El hijo encuentra al padre, pero la catarsis que esperábamos nosotros como espectadores no llega. Se sientan uno delante del otro. Les separa una mesa, o esto vemos, pero en realidad (lo percibimos) hay mucho más. Silencio. Corte. Esa misma mesa, en ese mismo patio, con esas mismas personas ocupándola, pero visto todo desde un ángulo distinto. Silencio. Corte… y vuelta a empezar. Pero cuidado, hay gato encerrado. El montaje no es multi-vista, o tal vez sí, pero indudablemente no es a tiempo real. Cada vez que la cámara parpadea, han pasado horas, quién sabe si días. El reloj va avanzando a ritmo de calendario, pero parece que la escena no se desencalla.

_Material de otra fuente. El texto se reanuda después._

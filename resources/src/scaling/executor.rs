use chrono::{Duration, NaiveDateTime};

use crate::{
    objects::object_reference::ObjectReference,
    scaling::target_resolver::TargetResolver,
};

/// What one tick of the executor decided to do, mainly so callers and
/// tests can assert on intent without re-deriving it from replica counts.
#[derive(Debug, Clone, Copy, PartialEq, Eq)]
pub enum ScaleDecision {
    WakeFromZero { to: u32 },
    ScaleToZero,
    ScaleToIdle { to: u32 },
    NoOp,
}

/// Moves a target's replica count between zero and its minimum on
/// activity transitions; everything in the active range is left to the
/// Kubernetes-native HPA this core feeds. See the design notes on why
/// stabilization-window/velocity math does not belong here.
pub struct ScaleExecutor<'a> {
    resolver: &'a TargetResolver,
}

impl<'a> ScaleExecutor<'a> {
    pub fn new(resolver: &'a TargetResolver) -> Self {
        ScaleExecutor { resolver }
    }

    pub fn decide(
        current_replicas: u32,
        is_active: bool,
        last_active_time: Option<NaiveDateTime>,
        now: NaiveDateTime,
        min_replica_count: u32,
        idle_replica_count: Option<u32>,
        cooldown_period: Duration,
    ) -> ScaleDecision {
        if is_active {
            if current_replicas == 0 {
                return ScaleDecision::WakeFromZero { to: min_replica_count.max(1) };
            }
            return ScaleDecision::NoOp;
        }

        let elapsed_since_active = match last_active_time {
            Some(t) => now - t,
            None => Duration::max_value(),
        };
        if elapsed_since_active < cooldown_period {
            return ScaleDecision::NoOp;
        }

        match idle_replica_count {
            Some(idle) if idle != 0 && current_replicas != idle => ScaleDecision::ScaleToIdle { to: idle },
            Some(idle) if idle == 0 && current_replicas != 0 => ScaleDecision::ScaleToZero,
            None if current_replicas != 0 => ScaleDecision::ScaleToZero,
            _ => ScaleDecision::NoOp,
        }
    }

    pub async fn apply(&self, target: &ObjectReference, decision: ScaleDecision) -> anyhow::Result<()> {
        match decision {
            ScaleDecision::WakeFromZero { to } => self.resolver.set_replicas(target, to).await?,
            ScaleDecision::ScaleToZero => self.resolver.set_replicas(target, 0).await?,
            ScaleDecision::ScaleToIdle { to } => self.resolver.set_replicas(target, to).await?,
            ScaleDecision::NoOp => {},
        }
        Ok(())
    }
}

#[cfg(test)]
mod tests {
    use super::*;
    use chrono::NaiveDate;

    fn at(secs: i64) -> NaiveDateTime {
        NaiveDate::from_ymd_opt(2024, 1, 1).unwrap().and_hms_opt(0, 0, 0).unwrap() + Duration::seconds(secs)
    }

    #[test]
    fn wakes_from_zero_when_active() {
        let decision = ScaleExecutor::decide(0, true, None, at(0), 1, None, Duration::seconds(300));
        assert_eq!(decision, ScaleDecision::WakeFromZero { to: 1 });
    }

    #[test]
    fn no_op_while_active_and_already_scaled() {
        let decision = ScaleExecutor::decide(3, true, None, at(0), 1, None, Duration::seconds(300));
        assert_eq!(decision, ScaleDecision::NoOp);
    }

    #[test]
    fn stays_up_until_cooldown_elapses() {
        let decision = ScaleExecutor::decide(3, false, Some(at(0)), at(100), 0, None, Duration::seconds(300));
        assert_eq!(decision, ScaleDecision::NoOp);
    }

    #[test]
    fn scales_to_zero_after_cooldown() {
        let decision = ScaleExecutor::decide(3, false, Some(at(0)), at(301), 0, None, Duration::seconds(300));
        assert_eq!(decision, ScaleDecision::ScaleToZero);
    }

    #[test]
    fn scales_to_idle_count_when_configured() {
        let decision = ScaleExecutor::decide(3, false, Some(at(0)), at(400), 0, Some(2), Duration::seconds(300));
        assert_eq!(decision, ScaleDecision::ScaleToIdle { to: 2 });
    }

    #[test]
    fn never_scaled_up_yet_treated_as_long_cooled_down() {
        let decision = ScaleExecutor::decide(2, false, None, at(0), 0, None, Duration::seconds(300));
        assert_eq!(decision, ScaleDecision::ScaleToZero);
    }
}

Hasta que el chico hace uso de aquella tela, y escapa. Lejos de aquella casa y de aquel hombre del que no se desprende nada, aguarda un mundo de maravillas naturales en el que refugiarse; tal vez, en el que comprender mejor lo que sucedía entre padre e hijo. Y ahí está el qué. De repente, los parajes volcánicos de aquella Reunión nos hablan de aquellas pulsiones volcánicas familiares. El entorno es para Serruya lo que el fútbol para Oksman: una vía de escape, pero también un bisturí para incidir. Así, entre idas y venidas; entre comidas y excursiones, transcurre la experiencia. Sin prisa; con los tempos marcados no por las exigencias artificiales de una película, sino por las necesidades del cuerpo. Un auténtico viaje en “slow-filming”, en el que tanto la filmación como el posterior montaje se llevaron a cabo pensando, en parte, en dar al espectador el aire y tiempo necesarios para que él solo entienda qué está pasando ahí.
Y así, tuvo que pasar media hora (no exagero) para que alguien abriera la boca. Y no pareció forzado, al contrario. Tuvieron que cumplirse cinco minutos más de añadido para que escucháramos una respuesta. En versión acelerada: “¿En qué piensas?”, pregunta el hijo, “En el camino que hay que recorrer”, responde el padre. Y así, ese viaje que en un principio (pero sólo muy al principio) parecía montado a base de descartes, se descubre altamente revelador en cada decisión tomada. Aquel poeta gitano, a todo esto, debía estar asintiendo en algún rincón, pues llevaba razón: las fuerzas telúricas tenían un impacto directo en el destino de los seres humanos. En Brasil no se les puede entender sin pasar por el verde del césped; en la Reunión sucede igual, pero con la naturaleza. Con el diálogo con el mar, la niebla, las cascadas y esa montaña cuya cima, a lo mejor, podría coronarse junto a ese hombre que antes no estaba, pero ahora sí.